Sun (London) — Monday 29 September 1828

Wandsworth v.MCC at Lord's.



(Click on image to enlarge)



CRICKET

The long-expected Match between eleven of Marylebone and eleven of Wandsworth was played last week at Lord's Ground, and excited considerable interest. It was only one day's play, and terminated as follows: Marylebone 240, Wandsworth 93.

The return match will be played on Wandsworth Common to-morrow.

[BNA: Link]

So far as I can tell, this "return match" did not in fact take place on the following day. But I have found reports of other matches between the sides (to be continued...).


I've always taken it for granted that you need a grass pitch and eleven players (or thereabouts) on each side to have a proper cricket match. But the nineteenth century didn't see it that way. For example, games were played on ice (when the opportunity arose, which it did far more frequently then than now), and often involved very different numbers (as below), or one-on-one matches ("single wicket") — you may recall last month's contest between "Randall, the Barber", with one arm, and "W. Cook of the East-end", with one leg.

Clubs began to proliferate in the second half of the century, and leagues were established. But many games were less formal, often with a novelty feel about them. For example between contrasting occupational groups, such as "Bricklayers v. Carpenters", or "Butchers v. Bakers". Or even marital status —"Single Gentlemen v. Married Gentlemen".

One day I hope to write about some intriguing all-women, or men v. women matches ("Lady Gymnasts v. their kith and kin of the opposite sex"), but not alas today.

Incidentally, the rivals with the longest team names must be the Wandsworth and Battersea Scientific and Literary Institutes, who played each-other in 1855 (the great science educator John Buckmaster did much to encourage these pioneering self-help groups).

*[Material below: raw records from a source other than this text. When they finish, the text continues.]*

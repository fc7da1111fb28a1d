//! Budgeted vs actual cost breakdown for a site.

use ce_core::{round2, BudgetRow};
use serde::Serialize;

/// RI, material and service cost of one side of the comparison.
#[derive(Debug, Clone, Copy, Default, PartialEq, Serialize)]
pub struct CostBreakdown {
    pub ri: f64,
    pub material: f64,
    pub service: f64,
}

impl CostBreakdown {
    pub fn total(&self) -> f64 {
        round2(self.ri + self.material + self.service)
    }
}

#[derive(Debug, Clone, PartialEq, Serialize)]
pub struct BudgetComparison {
    pub site_id: String,
    pub budget: CostBreakdown,
    pub actual: CostBreakdown,
}

impl BudgetComparison {
    /// Budget side from the site's budget row; missing amounts count as zero.
    pub fn new(budget: &BudgetRow, actual: CostBreakdown) -> Self {
        Self {
            site_id: budget.site_id.to_string(),
            budget: CostBreakdown {
                ri: budget.total_ri_amount.unwrap_or(0.0),
                material: budget.material_cost.unwrap_or(0.0),
                service: budget.execution_cost.unwrap_or(0.0),
            },
            actual,
        }
    }

    /// Actual minus budget; positive means over budget.
    pub fn variance(&self) -> f64 {
        round2(self.actual.total() - self.budget.total())
    }

    /// Variance as a percentage of the budget, `None` for a zero budget.
    pub fn variance_percent(&self) -> Option<f64> {
        let budget = self.budget.total();
        (budget != 0.0).then(|| round2(self.variance() / budget * 100.0))
    }

    pub fn to_json(&self) -> serde_json::Value {
        serde_json::json!({
            "site_id": self.site_id,
            "budget": { "ri": self.budget.ri, "material": self.budget.material,
                        "service": self.budget.service, "total": self.budget.total() },
            "actual": { "ri": self.actual.ri, "material": self.actual.material,
                        "service": self.actual.service, "total": self.actual.total() },
            "variance": self.variance(),
            "variance_percent": self.variance_percent(),
        })
    }
}
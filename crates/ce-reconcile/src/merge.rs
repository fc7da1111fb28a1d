//! Merging the three parser results into one list of sourced fields.

use ce_core::model::normalize_label;
use ce_core::{CellValue, FieldSet, ReconciliationField, Source};

/// Every `(field, value, source)` triple of one analysis run, in order:
/// PO fields, then DN application fields, then DN fields.
#[derive(Debug, Clone, Default, PartialEq)]
pub struct MergedFields {
    fields: Vec<ReconciliationField>,
}

impl MergedFields {
    pub fn merge(po: &FieldSet, application: &FieldSet, dn: &FieldSet) -> Self {
        let fields = [po, application, dn]
            .into_iter()
            .flat_map(FieldSet::triples)
            .collect();
        Self { fields }
    }

    pub fn fields(&self) -> &[ReconciliationField] {
        &self.fields
    }

    pub fn len(&self) -> usize {
        self.fields.len()
    }

    pub fn is_empty(&self) -> bool {
        self.fields.is_empty()
    }

    /// Value of `label` from `source`, exact label match.
    pub fn value_from(&self, label: &str, source: Source) -> Option<&CellValue> {
        self.fields
            .iter()
            .find(|f| f.source == source && f.field == label)
            .map(|f| &f.value)
    }

    /// First value whose label matches ignoring whitespace and case, any source.
    pub fn value_normalized(&self, label: &str) -> Option<&ReconciliationField> {
        let wanted = normalize_label(label);
        self.fields.iter().find(|f| normalize_label(&f.field) == wanted)
    }

    /// Value for a mapped output field.
    ///
    /// The nominal source is searched first (whitespace/case-insensitive);
    /// when it lacks the label, any source is accepted.
    pub fn mapped(&self, label: &str, source: Source) -> Option<&ReconciliationField> {
        let wanted = normalize_label(label);
        self.fields
            .iter()
            .find(|f| f.source == source && normalize_label(&f.field) == wanted)
            .or_else(|| self.value_normalized(label))
    }

    /// The fields of one source as a [`FieldSet`].
    pub fn source_fields(&self, source: Source) -> FieldSet {
        let fields = self
            .fields
            .iter()
            .filter(|f| f.source == source)
            .map(|f| (f.field.clone(), f.value.clone()))
            .collect();
        FieldSet::new(source, fields)
    }
}
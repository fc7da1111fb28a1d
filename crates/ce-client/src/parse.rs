//! Document parsing service: PO workbook, DN application and DN.

use crate::error::{ClientError, ClientResult};
use crate::http::{check, join, json_body, UploadFile};
use async_trait::async_trait;
use ce_core::{Authority, CellValue, FieldSet, Row, SiteId, Source};
use reqwest::multipart::Form;
use reqwest::Client;

/// Turn a parser response into a field set.
///
/// The service answers with a flat JSON object; an object carrying an
/// `error` key is a failed parse.
pub fn fields_from_json(body: &serde_json::Value, source: Source) -> ClientResult<FieldSet> {
    let object = body.as_object().ok_or_else(|| ClientError::InvalidResponse {
        url: source.label().to_string(),
        message: "expected a JSON object of fields".to_string(),
    })?;
    if let Some(err) = object.get("error") {
        let message = err.as_str().map(String::from).unwrap_or_else(|| err.to_string());
        return Err(ClientError::Service(message));
    }
    let fields: Row = object
        .iter()
        .map(|(k, v)| (k.clone(), CellValue::from_json(v)))
        .collect();
    Ok(FieldSet::new(source, fields))
}

/// Extracts labelled fields from uploaded documents.
#[async_trait]
pub trait ParseService: Send + Sync {
    /// Fields of the PO workbook row for `site_id`.
    async fn parse_po(&self, file: UploadFile, site_id: &SiteId) -> ClientResult<FieldSet>;

    async fn parse_application(&self, file: UploadFile) -> ClientResult<FieldSet>;

    async fn parse_dn(&self, file: UploadFile, authority: Authority) -> ClientResult<FieldSet>;
}

/// [`ParseService`] over the HTTP parsing backend.
#[derive(Debug, Clone)]
pub struct HttpParseClient {
    pub(crate) client: Client,
    pub(crate) base_url: String,
}

impl HttpParseClient {
    pub fn new(base_url: &str) -> Self {
        Self {
            client: Client::new(),
            base_url: base_url.trim_end_matches('/').to_string(),
        }
    }

    pub(crate) fn url(&self, path: &str) -> String {
        join(&self.base_url, path)
    }

    async fn post_form(&self, path: &str, form: Form, source: Source) -> ClientResult<FieldSet> {
        let url = self.url(path);
        log::debug!("POST {}", url);
        let response = check(self.client.post(&url).multipart(form).send().await?).await?;
        fields_from_json(&json_body(response).await?, source)
    }
}

#[async_trait]
impl ParseService for HttpParseClient {
    async fn parse_po(&self, file: UploadFile, site_id: &SiteId) -> ClientResult<FieldSet> {
        let form = Form::new()
            .part("po_file", file.into_part())
            .text("site_id", site_id.to_string());
        self.post_form("/api/parse-po", form, Source::Po).await
    }

    async fn parse_application(&self, file: UploadFile) -> ClientResult<FieldSet> {
        let form = Form::new().part("dn_application_file", file.into_part());
        self.post_form("/api/parse-application", form, Source::Application)
            .await
    }

    async fn parse_dn(&self, file: UploadFile, authority: Authority) -> ClientResult<FieldSet> {
        // the DN parser selects its layout by display label
        let form = Form::new()
            .part("dn_file", file.into_part())
            .text("authority", authority.label());
        self.post_form("/api/parse-dn", form, Source::Dn).await
    }
}

/// The three documents of one analysis run.
#[derive(Debug, Clone)]
pub struct ParseRequest {
    pub po: UploadFile,
    pub site_id: SiteId,
    pub application: UploadFile,
    pub dn: UploadFile,
    pub authority: Authority,
}

/// Parse all three documents concurrently, failing on the first error.
///
/// Returns `(po, application, dn)`.
pub async fn parse_all(
    service: &dyn ParseService,
    request: ParseRequest,
) -> ClientResult<(FieldSet, FieldSet, FieldSet)> {
    let ParseRequest {
        po,
        site_id,
        application,
        dn,
        authority,
    } = request;
    tokio::try_join!(
        service.parse_po(po, &site_id),
        service.parse_application(application),
        service.parse_dn(dn, authority),
    )
}

#[cfg(test)]
#[path = "parse_test.rs"]
mod tests;
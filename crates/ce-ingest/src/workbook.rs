//! Workbook loading into in-memory cell grids.

use crate::error::{IngestError, IngestResult};
use calamine::{open_workbook_auto_from_rs, Data, Range, Reader};
use ce_core::CellValue;
use std::io::Cursor;

/// A sheet's cells, addressed by absolute `(row, col)` position.
///
/// Rows above and columns left of the used range are padded with `Null` so
/// row indices match what a user sees in Excel (minus one).
#[derive(Debug, Clone, Default, PartialEq)]
pub struct Grid {
    rows: Vec<Vec<CellValue>>,
}

impl Grid {
    #[cfg(test)]
    pub(crate) fn from_rows(rows: Vec<Vec<CellValue>>) -> Self {
        Self { rows }
    }

    pub fn row(&self, idx: usize) -> Option<&[CellValue]> {
        self.rows.get(idx).map(Vec::as_slice)
    }

    pub fn rows(&self) -> impl Iterator<Item = &[CellValue]> {
        self.rows.iter().map(Vec::as_slice)
    }

    fn from_range(range: &Range<Data>) -> Self {
        let (row_offset, col_offset) = range
            .start()
            .map(|(r, c)| (r as usize, c as usize))
            .unwrap_or((0, 0));
        let mut rows = vec![Vec::new(); row_offset];
        for row in range.rows() {
            let mut cells = vec![CellValue::Null; col_offset];
            cells.extend(row.iter().map(cell_value));
            rows.push(cells);
        }
        Self { rows }
    }
}

fn cell_value(cell: &Data) -> CellValue {
    match cell {
        Data::Empty => CellValue::Null,
        Data::String(s) => CellValue::Text(s.clone()),
        Data::Float(f) => CellValue::Number(*f),
        Data::Int(i) => CellValue::Number(*i as f64),
        Data::Bool(b) => CellValue::Bool(*b),
        // date cells keep their serial; date columns convert it later
        Data::DateTime(dt) => CellValue::Number(dt.as_f64()),
        Data::DateTimeIso(s) | Data::DurationIso(s) => CellValue::Text(s.clone()),
        Data::Error(e) => {
            log::debug!("Treating cell error {:?} as blank", e);
            CellValue::Null
        }
    }
}

/// Every sheet of a workbook, read eagerly.
#[derive(Debug, Clone)]
pub struct Workbook {
    sheets: Vec<(String, Grid)>,
}

impl Workbook {
    /// Sheet names in workbook order.
    pub fn sheet_names(&self) -> Vec<&str> {
        self.sheets.iter().map(|(n, _)| n.as_str()).collect()
    }

    /// A sheet by exact name.
    pub fn sheet(&self, name: &str) -> IngestResult<&Grid> {
        self.sheets
            .iter()
            .find(|(n, _)| n == name)
            .map(|(_, g)| g)
            .ok_or_else(|| IngestError::SheetNotFound {
                sheet: name.to_string(),
                available: self.sheet_names().join(", "),
            })
    }

    /// The first sheet with its name.
    pub fn first_sheet(&self) -> IngestResult<(&str, &Grid)> {
        self.sheets
            .first()
            .map(|(n, g)| (n.as_str(), g))
            .ok_or(IngestError::EmptyWorkbook)
    }
}

/// Open an xlsx/xlsm/xlsb/xls/ods workbook held in memory.
pub fn read_workbook(bytes: Vec<u8>) -> IngestResult<Workbook> {
    let mut workbook = open_workbook_auto_from_rs(Cursor::new(bytes))?;
    let names = workbook.sheet_names().to_owned();
    let mut sheets = Vec::with_capacity(names.len());
    for name in names {
        let range = workbook.worksheet_range(&name)?;
        log::debug!(
            "Read sheet '{}' ({} rows x {} cols)",
            name,
            range.height(),
            range.width()
        );
        sheets.push((name, Grid::from_range(&range)));
    }
    if sheets.is_empty() {
        return Err(IngestError::EmptyWorkbook);
    }
    Ok(Workbook { sheets })
}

Bell's Life in London and Sporting Chronicle — Sunday 30 September 1855




CRICKET AT WANDSWORTH

The return match between the Wandsworth Literary and Scientific Institution Club and the Battersea Literary and Scientific Institution Club was played on Wandsworth Common on Thursday, Sept. 13 1855.

There are no images (that I know of) showing cricket games on Wandsworth Cammon in the nineteenth century, but here's one that may be similar, from neighbouring Tooting Common:



ArtUK.org describes this as "Tooting Common with a Cricket Match, 1887, John Westell, BAC Moving Museum: Wandsworth Collection." (See here)

(Click on image to enlarge)

But I'm not confident about this attribution. "Westell" (who also painted scenes on Wandsworth Common) appears to be the same artist as the slightly differently named "Westall" and "Westhall". (So if you're ever looking for other paintings by him, try different spellings).

Or the date. Is it really as late as 1887? I'd love to have a closer look at the original, to see if there's anything on or behind the image that might help? But how can I now there's no "BAC Moving Museum"? What has happened to the Wandsworth Collection? I'm really rather alarmed.

Now back to Wandsworth Common, and a very asymmetrical game involving

"Nine Players and two Gentlemen v. twenty-one Gentlemen and one Player...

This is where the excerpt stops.